To have this dialogue means demonstrating the kind of temperament and political vision that Saied has not mustered thus far. To be sure, the question becomes: can Saied command the personal elan and political will meet the challenges before him?

The most important and imposing incentive for the president to change is the very real prospect that Tunisia will fall into an abyss of violent internal conflict and endless social chaos. Lacking a political center of gravity, it could become both a failed state and a failed democracy. And if such a dangerous prospect is not enough, perhaps some of Saied's closest advisors might convince him that rather than be the initiator of Tunisia's fall, he might be its savior.

On this score, the path forward might be for Saied to host a national dialogue that would be attended by all the key factions, including the Islamist Ennahda. Although he has floated this idea before, the looming chance of a national calamity might induce him to become the kind of leader that Tunisia desperately needs.

Additionally, key regional states, as well as the European Union and the United States, could play a diplomatically nuanced role in the bid to rescue Tunisia. The key incentive to do so is not only the danger to the country's democracy, but also the very real prospect that radical Islamist forces will take advantage of the turmoil to reassert their influence in that country, as well as in Libya and Algeria. Moreover, the still very fragile progress that Libya has made preparing for next elections in December will surely be squandered if Libyan leaders see in Tunisia’s story a lesson of the utter futility of democratic change. Strange as it may seem, Tunisia is a lynchpin for regional security and thus cannot be allowed to fail.

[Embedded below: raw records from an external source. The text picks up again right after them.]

#[cfg(test)]
mod tests {
    use super::*;
    use std::collections::{BTreeSet, HashMap};
    use tetra_mesh::{kuhn_box, FaceKey, MeshError, TetId, Tetrahedron, Triangle, Vertex};

    const WORKER_COUNTS: [usize; 6] = [1, 2, 3, 4, 7, 64];

    fn vertices(count: usize) -> Vec<Vertex> {
        (0..count)
            .map(|i| Vertex::new([i as f64, (i * i) as f64, (i % 3) as f64], 0))
            .collect()
    }

    /// Regions alternate like a checkerboard, so interfaces cross blocks.
    fn checkerboard() -> TetMesh {
        kuhn_box(4, 3, 2, |[i, j, k]| ((i + j + k) % 2) as i32 + 1)
    }

    fn boundary_of(mesh: &TetMesh, workers: usize) -> Surface {
        let neighbours = compute_neighbours(mesh, &NeighbourSettings::with_workers(workers)).unwrap();
        extract_surface(mesh, &neighbours.adjacency).unwrap()
    }

    fn as_set(surface: &Surface) -> BTreeSet<(FaceKey, i32)> {
        surface
            .triangles
            .iter()
            .map(|t| (FaceKey::new(t.vertices), t.reference))
            .collect()
    }

    #[test]
    fn test_adjacency_is_symmetric() {
        let mesh = checkerboard();
        for workers in WORKER_COUNTS {
            let adjacency = compute_neighbours(&mesh, &NeighbourSettings::with_workers(workers))
                .unwrap()
                .adjacency;
            for (id, slots) in adjacency.iter() {
                for (face, neighbour) in slots.iter().enumerate() {
                    let Some(other) = *neighbour else { continue };
                    let back = adjacency
                        .neighbours(other)
                        .iter()
                        .position(|&n| n == Some(id))
                        .unwrap_or_else(|| panic!("{other} does not link back to {id}"));
                    assert_eq!(mesh.tet(id).face_key(face), mesh.tet(other).face_key(back));
                }
                let degree = slots.iter().filter(|n| n.is_some()).count();
                assert_eq!(adjacency.degree(id) as usize, degree);
            }
        }
    }

    #[test]
    fn test_partition_invariance() {
        let mesh = checkerboard();
        let reference = boundary_of(&mesh, 1);
        let reference_adjacency = compute_neighbours(&mesh, &NeighbourSettings::with_workers(1))
            .unwrap()
            .adjacency;
        for workers in WORKER_COUNTS {
            let neighbours =
                compute_neighbours(&mesh, &NeighbourSettings::with_workers(workers)).unwrap();
            assert_eq!(neighbours.adjacency, reference_adjacency, "workers = {workers}");
            let surface = extract_surface(&mesh, &neighbours.adjacency).unwrap();
            assert_eq!(as_set(&surface), as_set(&reference), "workers = {workers}");
            assert_eq!(surface, reference);
        }
    }

    #[test]
    fn test_phase_counts_add_up() {
        let mesh = checkerboard();
        let single = compute_neighbours(&mesh, &NeighbourSettings::with_workers(1)).unwrap();
        assert_eq!(single.cross_links, 0);

        let split = compute_neighbours(&mesh, &NeighbourSettings::with_workers(4)).unwrap();
        assert!(split.cross_links > 0);
        // A cross-block pair is linked once from each side.
        assert_eq!(split.local_pairs * 2 + split.cross_links, single.local_pairs * 2);
    }

    #[test]
    fn test_every_face_linked_or_emitted_once() {
        let mesh = checkerboard();
        for workers in [1, 3, 5] {
            let adjacency = compute_neighbours(&mesh, &NeighbourSettings::with_workers(workers))
                .unwrap()
                .adjacency;
            let surface = extract_surface(&mesh, &adjacency).unwrap();

            let mut emitted: HashMap<FaceKey, usize> = HashMap::new();
            for triangle in &surface.triangles {
                *emitted.entry(FaceKey::new(triangle.vertices)).or_default() += 1;
            }
            assert!(emitted.values().all(|&n| n == 1));

            for (id, slots) in adjacency.iter() {
                let tet = mesh.tet(id);
                for (face, neighbour) in slots.iter().enumerate() {
                    let key = tet.face_key(face);
                    match neighbour {
                        None => assert!(emitted.contains_key(&key)),
                        Some(other) if mesh.tet(*other).reference == tet.reference => {
                            assert!(!emitted.contains_key(&key))
                        }
                        Some(_) => assert!(emitted.contains_key(&key)),
                    }
                }
            }
        }
    }

    #[test]
    fn test_interfaces_emitted_from_higher_index() {
        let mesh = checkerboard();
        let neighbours = compute_neighbours(&mesh, &NeighbourSettings::with_workers(3)).unwrap();
        let surface = extract_surface(&mesh, &neighbours.adjacency).unwrap();
        assert!(surface.interfaces > 0);

        let mut expected = 0;
        for (id, slots) in neighbours.adjacency.iter() {
            for other in slots.iter().flatten() {
                if mesh.tet(id).reference != mesh.tet(*other).reference && id > *other {
                    expected += 1;
                }
            }
        }
        assert_eq!(surface.interfaces, expected);
    }

    #[test]
    fn test_closed_mesh_has_no_surface() {
        // The boundary of a 4-simplex: five tets, every face shared twice.
        let tets = [
            [1, 2, 3, 4],
            [1, 2, 3, 5],
            [1, 2, 4, 5],
            [1, 3, 4, 5],
            [2, 3, 4, 5],
        ];
        let mesh = TetMesh::from_tables(
            vertices(5),
            tets.iter().map(|&v| Tetrahedron::new(v, 9)).collect(),
        );
        for workers in [1, 2, 5] {
            let neighbours =
                compute_neighbours(&mesh, &NeighbourSettings::with_workers(workers)).unwrap();
            assert!(mesh.tet_ids().all(|id| neighbours.adjacency.degree(id) == 4));
            let surface = extract_surface(&mesh, &neighbours.adjacency).unwrap();
            assert!(surface.triangles.is_empty());
        }
    }

    #[test]
    fn test_single_tet_emits_four_boundary_faces() {
        let mut mesh = TetMesh::from_tables(vertices(4), vec![Tetrahedron::new([1, 2, 3, 4], 5)]);
        let report = extract_boundary(&mut mesh, &NeighbourSettings::with_workers(8)).unwrap();
        assert_eq!(report.boundary, 4);
        assert_eq!(report.interfaces, 0);
        assert_eq!(mesh.num_triangles(), 4);
        assert!(mesh.triangles.iter().all(|t| t.reference == BOUNDARY_TAG));
    }

    #[test]
    fn test_cube_recovers_outer_faces() {
        let mut mesh = kuhn_box(1, 1, 1, |_| 1);
        let report = extract_boundary(&mut mesh, &NeighbourSettings::with_workers(2)).unwrap();
        assert_eq!(report.boundary, 12);
        assert_eq!(report.interfaces, 0);

        let center = nalgebra::Point3::new(0.5, 0.5, 0.5);
        for triangle in &mesh.triangles {
            assert_eq!(triangle.reference, BOUNDARY_TAG);
            let [a, b, c] = triangle.vertices.map(|v| mesh.vertex(v).unwrap().point());

            // Each triangle lies in one cube face plane...
            let on_face = (0..3).any(|axis| {
                a[axis] == b[axis] && b[axis] == c[axis] && (a[axis] == 0.0 || a[axis] == 1.0)
            });
            assert!(on_face, "{triangle:?} is not on the cube boundary");

            // ...and is oriented away from the cube centre.
            let normal = (b - a).cross(&(c - a));
            assert!(normal.dot(&(a - center)) > 0.0, "{triangle:?} points inward");
        }
    }

    #[test]
    fn test_two_tets_with_different_tags() {
        let mut mesh = TetMesh::from_tables(
            vertices(5),
            vec![
                Tetrahedron::new([1, 2, 3, 4], 1),
                Tetrahedron::new([2, 3, 4, 5], 2),
            ],
        );
        let report = extract_boundary(&mut mesh, &NeighbourSettings::with_workers(2)).unwrap();
        assert_eq!(report.boundary, 6);
        assert_eq!(report.interfaces, 1);
        assert_eq!(report.cross_links, 2);

        let interface: Vec<&Triangle> = mesh
            .triangles
            .iter()
            .filter(|t| t.reference == INTERFACE_TAG)
            .collect();
        assert_eq!(interface.len(), 1);
        // Emitted by tet 2 through its face 3, opposite vertex 5.
        assert_eq!(interface[0].vertices, mesh.tet(TetId::new(2).unwrap()).face(3));
    }

    #[test]
    fn test_extract_appends_to_existing_triangles() {
        let mut mesh = TetMesh::from_tables(vertices(4), vec![Tetrahedron::new([1, 2, 3, 4], 0)]);
        mesh.triangles.push(Triangle::new([1, 2, 3], 42));
        extract_boundary(&mut mesh, &NeighbourSettings::default()).unwrap();
        assert_eq!(mesh.num_triangles(), 5);
        assert_eq!(mesh.triangles[0].reference, 42);
    }

    #[test]
    fn test_no_tets_is_a_no_op() {
        let mut mesh = TetMesh::from_tables(vertices(3), Vec::new());
        let report = extract_boundary(&mut mesh, &NeighbourSettings::with_workers(4)).unwrap();
        assert_eq!(report.tetrahedra, 0);
        assert_eq!(report.boundary, 0);
        assert!(mesh.triangles.is_empty());
    }

    #[test]
    fn test_invalid_mesh_is_rejected() {
        let mesh = TetMesh::from_tables(vertices(3), vec![Tetrahedron::new([1, 2, 3, 4], 0)]);
        let err = compute_neighbours(&mesh, &NeighbourSettings::with_workers(1)).unwrap_err();
        assert!(matches!(
            err,
            NeighbourError::Mesh(MeshError::VertexOutOfRange { tet: 1, vertex: 4, .. })
        ));
    }

    #[test]
    fn test_non_manifold_face_in_one_block_is_rejected() {
        let mesh = TetMesh::from_tables(
            vertices(6),
            vec![
                Tetrahedron::new([1, 2, 3, 4], 0),
                Tetrahedron::new([5, 2, 3, 4], 0),
                Tetrahedron::new([6, 2, 3, 4], 0),
            ],
        );
        let err = compute_neighbours(&mesh, &NeighbourSettings::with_workers(1)).unwrap_err();
        assert!(matches!(err, NeighbourError::NonManifoldFace { tet: 3, .. }));
    }

    #[test]
    fn test_settings_resolve_workers() {
        assert_eq!(NeighbourSettings::with_workers(3).resolved_workers(), 3);
        assert_eq!(NeighbourSettings::with_workers(1000).resolved_workers(), MAX_WORKERS);
        assert!(NeighbourSettings::default().resolved_workers() >= 1);
    }
}
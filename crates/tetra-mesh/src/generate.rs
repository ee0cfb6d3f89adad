//! Structured tetrahedral meshes.

use crate::{TetId, TetMesh, Tetrahedron, Vertex};

/// Axis orders walked from a cell's low corner to its high corner.
const KUHN_PATHS: [[usize; 3]; 6] = [
    [0, 1, 2],
    [0, 2, 1],
    [1, 0, 2],
    [1, 2, 0],
    [2, 0, 1],
    [2, 1, 0],
];

/// Mesh the box `[0, nx] x [0, ny] x [0, nz]` with unit cells, each split
/// into six tetrahedra around its main diagonal.
///
/// Every cell is split the same way, so faces match across cells and the
/// result is conforming. Tetrahedra are positively oriented. `tag` receives
/// the `[i, j, k]` cell coordinates and returns the reference tag of the
/// cell's tetrahedra.
pub fn kuhn_box(nx: usize, ny: usize, nz: usize, mut tag: impl FnMut([usize; 3]) -> i32) -> TetMesh {
    let vertex_index = |i: usize, j: usize, k: usize| -> u32 {
        (1 + i + (nx + 1) * (j + (ny + 1) * k)) as u32
    };

    let mut vertices = Vec::with_capacity((nx + 1) * (ny + 1) * (nz + 1));
    for k in 0..=nz {
        for j in 0..=ny {
            for i in 0..=nx {
                vertices.push(Vertex::new([i as f64, j as f64, k as f64], 0));
            }
        }
    }

    let mut mesh = TetMesh::from_tables(vertices, Vec::with_capacity(6 * nx * ny * nz));
    for k in 0..nz {
        for j in 0..ny {
            for i in 0..nx {
                let reference = tag([i, j, k]);
                for path in KUHN_PATHS {
                    let mut corner = [i, j, k];
                    let mut tet = [vertex_index(i, j, k); 4];
                    for (step, &axis) in path.iter().enumerate() {
                        corner[axis] += 1;
                        tet[step + 1] = vertex_index(corner[0], corner[1], corner[2]);
                    }
                    mesh.tetrahedra.push(Tetrahedron::new(tet, reference));
                }
            }
        }
    }

    for pos in 0..mesh.tetrahedra.len() {
        let negative = TetId::new(pos as u32 + 1)
            .and_then(|id| mesh.signed_volume(id))
            .is_some_and(|volume| volume < 0.0);
        if negative {
            mesh.tetrahedra[pos].vertices.swap(2, 3);
        }
    }

    mesh
}
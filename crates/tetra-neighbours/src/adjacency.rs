//! Per-tetrahedron neighbour slots.

use tetra_mesh::TetId;

use crate::error::{NeighbourError, Result};
use crate::partition::Block;

/// Neighbour through each local face, `None` for a boundary face.
pub type FaceSlots = [Option<TetId>; 4];

/// Neighbour table of a whole mesh, indexed by tetrahedron id.
#[derive(Debug, Clone, PartialEq, Eq, Default)]
pub struct Adjacency {
    slots: Vec<FaceSlots>,
    degrees: Vec<u8>,
}

impl Adjacency {
    /// Allocate an all-boundary table for `count` tetrahedra.
    pub(crate) fn allocate(count: usize) -> Result<Self> {
        let mut slots = Vec::new();
        let mut degrees = Vec::new();
        slots
            .try_reserve_exact(count)
            .and_then(|()| degrees.try_reserve_exact(count))
            .map_err(|_| NeighbourError::Allocation {
                what: "adjacency table",
                count,
            })?;
        slots.resize(count, [None; 4]);
        degrees.resize(count, 0);
        Ok(Self { slots, degrees })
    }

    /// Number of tetrahedra covered.
    pub fn len(&self) -> usize {
        self.slots.len()
    }

    /// Whether the table covers no tetrahedra.
    pub fn is_empty(&self) -> bool {
        self.slots.is_empty()
    }

    /// Neighbours of `id` through its four local faces.
    pub fn neighbours(&self, id: TetId) -> &FaceSlots {
        &self.slots[id.index()]
    }

    /// Neighbour of `id` through local face `face`.
    pub fn neighbour(&self, id: TetId, face: usize) -> Option<TetId> {
        self.slots[id.index()][face]
    }

    /// Number of resolved faces of `id`.
    pub fn degree(&self, id: TetId) -> u8 {
        self.degrees[id.index()]
    }

    /// All entries in id order.
    pub fn iter(&self) -> impl Iterator<Item = (TetId, &FaceSlots)> + '_ {
        (1..=self.slots.len() as u32)
            .filter_map(TetId::new)
            .zip(&self.slots)
    }

    /// Split the table into one mutable view per block.
    ///
    /// `blocks` must be contiguous from tetrahedron `1` and cover the table,
    /// as produced by [`partition`](crate::partition::partition).
    pub(crate) fn split_blocks(&mut self, blocks: &[Block]) -> Vec<BlockSlots<'_>> {
        let mut slots = self.slots.as_mut_slice();
        let mut degrees = self.degrees.as_mut_slice();
        let mut views = Vec::with_capacity(blocks.len());

        for &block in blocks {
            let (block_slots, rest_slots) = std::mem::take(&mut slots).split_at_mut(block.len);
            let (block_degrees, rest_degrees) =
                std::mem::take(&mut degrees).split_at_mut(block.len);
            slots = rest_slots;
            degrees = rest_degrees;
            views.push(BlockSlots {
                block,
                slots: block_slots,
                degrees: block_degrees,
            });
        }
        debug_assert!(slots.is_empty(), "blocks must cover the adjacency table");

        views
    }
}

/// Mutable window over the slots of one block.
///
/// This is the whole write scope of a worker: both phases only ever record
/// neighbours of tetrahedra inside `block`.
#[derive(Debug)]
pub(crate) struct BlockSlots<'a> {
    pub block: Block,
    slots: &'a mut [FaceSlots],
    degrees: &'a mut [u8],
}

impl BlockSlots<'_> {
    pub fn neighbour(&self, id: TetId, face: usize) -> Option<TetId> {
        self.slots[self.block.offset(id)][face]
    }

    pub fn degree(&self, id: TetId) -> u8 {
        self.degrees[self.block.offset(id)]
    }

    /// Record `neighbour` behind local face `face` of `id`.
    pub fn link(&mut self, id: TetId, face: usize, neighbour: TetId) {
        let offset = self.block.offset(id);
        self.slots[offset][face] = Some(neighbour);
        self.degrees[offset] += 1;
    }
}
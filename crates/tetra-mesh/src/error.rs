//! Error types for mesh validation.

use thiserror::Error;

/// Errors raised when a mesh does not satisfy the table invariants.
#[derive(Error, Debug, Clone, PartialEq, Eq)]
pub enum MeshError {
    /// The vertex table is empty.
    #[error("mesh has no vertices")]
    NoVertices,

    /// A tetrahedron references a vertex outside `1..=count`.
    #[error("tetrahedron {tet} references vertex {vertex}, mesh has {count} vertices")]
    VertexOutOfRange {
        /// 1-based tetrahedron index.
        tet: u32,
        /// Offending vertex index.
        vertex: u32,
        /// Number of vertices in the mesh.
        count: usize,
    },

    /// A tetrahedron uses the same vertex twice.
    #[error("tetrahedron {tet} repeats vertex {vertex}")]
    RepeatedVertex {
        /// 1-based tetrahedron index.
        tet: u32,
        /// Repeated vertex index.
        vertex: u32,
    },

    /// An element table is too large for 32-bit 1-based indices.
    #[error("{kind} table holds {count} elements, more than 32-bit indices allow")]
    TooManyElements {
        /// Element kind ("vertices", "tetrahedra", ...).
        kind: &'static str,
        /// Number of elements.
        count: usize,
    },
}

/// Result type for mesh operations.
pub type Result<T> = std::result::Result<T, MeshError>;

Any rescue plan will be complicated by the ambitions of Turkey, Egypt, the United Arab Emirates, Saudi Arabia, and Qatar, clashing strategic interests in Tunisia have been closely linked to the power struggle in Libya. Egypt, the UAE, and Saudi Arabia have already delivered, or promised to deliver, more COVID-19 vaccines and other medical aid. Beyond such, the United States and its Gulf assistance allies must work with international lenders and the IMF to craft an economic program that will protect the most vulnerable groups in Tunisia and ensure that public sector hospitals have the human and technical resources to save lives.

Knowing that they will bear the brunt of illegal immigration flows if Tunisia falls apart, European leaders have good reason to support this multi-dimensional strategy, providing that Saied commits to a politics of national engagement and dialogue. US Secretary of State Anthony Blinken made this very point in a July 26 telephone call with the Tunisian president. This will surely not be the last time the Biden Administration will have to urge Saied, as Blinken put it, to “adhere to the principles of democracy and human rights that are the basis of governance in Tunisia.”